Extracted information below:

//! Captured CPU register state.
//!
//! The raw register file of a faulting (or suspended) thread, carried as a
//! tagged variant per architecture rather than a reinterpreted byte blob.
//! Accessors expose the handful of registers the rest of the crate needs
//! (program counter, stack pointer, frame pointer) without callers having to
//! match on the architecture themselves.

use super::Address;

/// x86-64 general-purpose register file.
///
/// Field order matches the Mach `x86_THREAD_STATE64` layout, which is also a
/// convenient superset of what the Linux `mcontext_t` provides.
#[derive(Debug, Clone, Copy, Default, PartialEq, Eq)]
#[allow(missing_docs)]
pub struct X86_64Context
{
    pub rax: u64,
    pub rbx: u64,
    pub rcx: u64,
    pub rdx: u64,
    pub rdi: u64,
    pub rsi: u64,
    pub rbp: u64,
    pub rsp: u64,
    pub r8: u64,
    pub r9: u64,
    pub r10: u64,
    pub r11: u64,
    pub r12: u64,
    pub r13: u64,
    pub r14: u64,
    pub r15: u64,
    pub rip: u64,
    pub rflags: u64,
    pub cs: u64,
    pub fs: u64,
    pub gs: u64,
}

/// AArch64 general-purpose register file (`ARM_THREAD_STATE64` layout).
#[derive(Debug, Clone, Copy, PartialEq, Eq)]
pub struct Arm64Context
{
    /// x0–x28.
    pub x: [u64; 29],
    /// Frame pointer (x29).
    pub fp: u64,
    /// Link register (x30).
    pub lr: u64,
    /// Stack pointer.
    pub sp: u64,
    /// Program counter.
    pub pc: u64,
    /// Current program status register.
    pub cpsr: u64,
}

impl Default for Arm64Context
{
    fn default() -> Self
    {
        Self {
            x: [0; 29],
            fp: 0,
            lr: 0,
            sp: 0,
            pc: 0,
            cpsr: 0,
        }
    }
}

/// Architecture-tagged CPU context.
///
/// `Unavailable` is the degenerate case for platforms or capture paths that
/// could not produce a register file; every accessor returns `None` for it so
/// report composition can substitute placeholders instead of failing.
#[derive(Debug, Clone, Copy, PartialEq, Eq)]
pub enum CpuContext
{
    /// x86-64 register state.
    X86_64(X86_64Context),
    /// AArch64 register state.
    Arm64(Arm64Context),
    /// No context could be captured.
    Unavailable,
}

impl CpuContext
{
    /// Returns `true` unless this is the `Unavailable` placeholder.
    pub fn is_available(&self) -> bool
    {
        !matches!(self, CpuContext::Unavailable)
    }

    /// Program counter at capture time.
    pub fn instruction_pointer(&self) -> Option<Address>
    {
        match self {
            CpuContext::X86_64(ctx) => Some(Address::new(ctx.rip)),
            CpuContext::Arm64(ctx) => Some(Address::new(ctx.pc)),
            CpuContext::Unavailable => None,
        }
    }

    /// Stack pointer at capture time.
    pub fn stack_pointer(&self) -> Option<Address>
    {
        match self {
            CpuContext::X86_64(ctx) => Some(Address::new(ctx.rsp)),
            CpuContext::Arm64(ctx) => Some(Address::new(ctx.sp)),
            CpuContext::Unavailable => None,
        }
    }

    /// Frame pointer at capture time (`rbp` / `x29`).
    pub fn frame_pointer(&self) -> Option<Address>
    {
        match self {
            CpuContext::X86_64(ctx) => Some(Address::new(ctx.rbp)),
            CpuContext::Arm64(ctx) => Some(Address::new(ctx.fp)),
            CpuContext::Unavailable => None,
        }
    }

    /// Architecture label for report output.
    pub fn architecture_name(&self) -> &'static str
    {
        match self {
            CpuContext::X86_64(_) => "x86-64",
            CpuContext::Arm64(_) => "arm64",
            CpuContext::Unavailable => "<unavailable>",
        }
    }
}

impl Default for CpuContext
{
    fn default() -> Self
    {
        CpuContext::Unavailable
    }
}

End of Extracted information.
Extracted information below:

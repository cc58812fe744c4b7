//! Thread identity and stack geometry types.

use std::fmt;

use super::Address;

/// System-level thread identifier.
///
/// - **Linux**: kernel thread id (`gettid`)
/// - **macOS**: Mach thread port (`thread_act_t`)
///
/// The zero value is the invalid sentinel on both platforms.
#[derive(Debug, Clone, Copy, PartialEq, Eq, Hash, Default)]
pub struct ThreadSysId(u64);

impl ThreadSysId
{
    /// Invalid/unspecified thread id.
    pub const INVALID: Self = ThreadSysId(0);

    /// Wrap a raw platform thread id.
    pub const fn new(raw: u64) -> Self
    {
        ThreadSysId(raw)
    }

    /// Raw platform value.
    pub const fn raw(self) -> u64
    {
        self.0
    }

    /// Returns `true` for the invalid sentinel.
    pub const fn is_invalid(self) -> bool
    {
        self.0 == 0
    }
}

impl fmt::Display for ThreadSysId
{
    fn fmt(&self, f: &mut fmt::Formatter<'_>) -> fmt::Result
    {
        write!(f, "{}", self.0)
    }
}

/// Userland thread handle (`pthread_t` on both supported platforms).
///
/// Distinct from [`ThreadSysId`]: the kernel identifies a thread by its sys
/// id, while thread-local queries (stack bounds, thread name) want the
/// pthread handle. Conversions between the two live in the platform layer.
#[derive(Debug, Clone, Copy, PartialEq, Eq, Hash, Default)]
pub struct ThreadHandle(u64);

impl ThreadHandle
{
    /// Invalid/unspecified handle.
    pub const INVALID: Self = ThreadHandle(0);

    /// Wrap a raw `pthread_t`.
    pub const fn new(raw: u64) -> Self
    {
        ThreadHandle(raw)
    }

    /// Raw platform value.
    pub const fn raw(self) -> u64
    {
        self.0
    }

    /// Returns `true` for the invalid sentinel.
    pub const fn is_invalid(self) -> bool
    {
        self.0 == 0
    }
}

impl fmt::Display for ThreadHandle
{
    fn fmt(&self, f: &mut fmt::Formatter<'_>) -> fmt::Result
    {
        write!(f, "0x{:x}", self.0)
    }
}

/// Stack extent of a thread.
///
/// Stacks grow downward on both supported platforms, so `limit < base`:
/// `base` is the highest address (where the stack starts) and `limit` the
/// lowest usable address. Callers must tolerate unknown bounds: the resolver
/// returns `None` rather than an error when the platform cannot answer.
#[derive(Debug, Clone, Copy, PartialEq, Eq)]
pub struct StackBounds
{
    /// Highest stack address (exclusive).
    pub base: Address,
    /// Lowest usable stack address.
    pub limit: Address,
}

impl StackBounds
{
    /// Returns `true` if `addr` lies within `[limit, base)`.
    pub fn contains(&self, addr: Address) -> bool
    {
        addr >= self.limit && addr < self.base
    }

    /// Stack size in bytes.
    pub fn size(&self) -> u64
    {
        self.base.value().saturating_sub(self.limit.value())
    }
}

End of Extracted information.

Of the entries above, repeat exactly the lines from the line with "unless this is" through the line with "pointer at capture time.", both of them included.

* **Your response**
    /// Returns `true` unless this is the `Unavailable` placeholder.
    pub fn is_available(&self) -> bool
    {
        !matches!(self, CpuContext::Unavailable)
    }

    /// Program counter at capture time.
    pub fn instruction_pointer(&self) -> Option<Address>
    {
        match self {
            CpuContext::X86_64(ctx) => Some(Address::new(ctx.rip)),
            CpuContext::Arm64(ctx) => Some(Address::new(ctx.pc)),
            CpuContext::Unavailable => None,
        }
    }

    /// Stack pointer at capture time.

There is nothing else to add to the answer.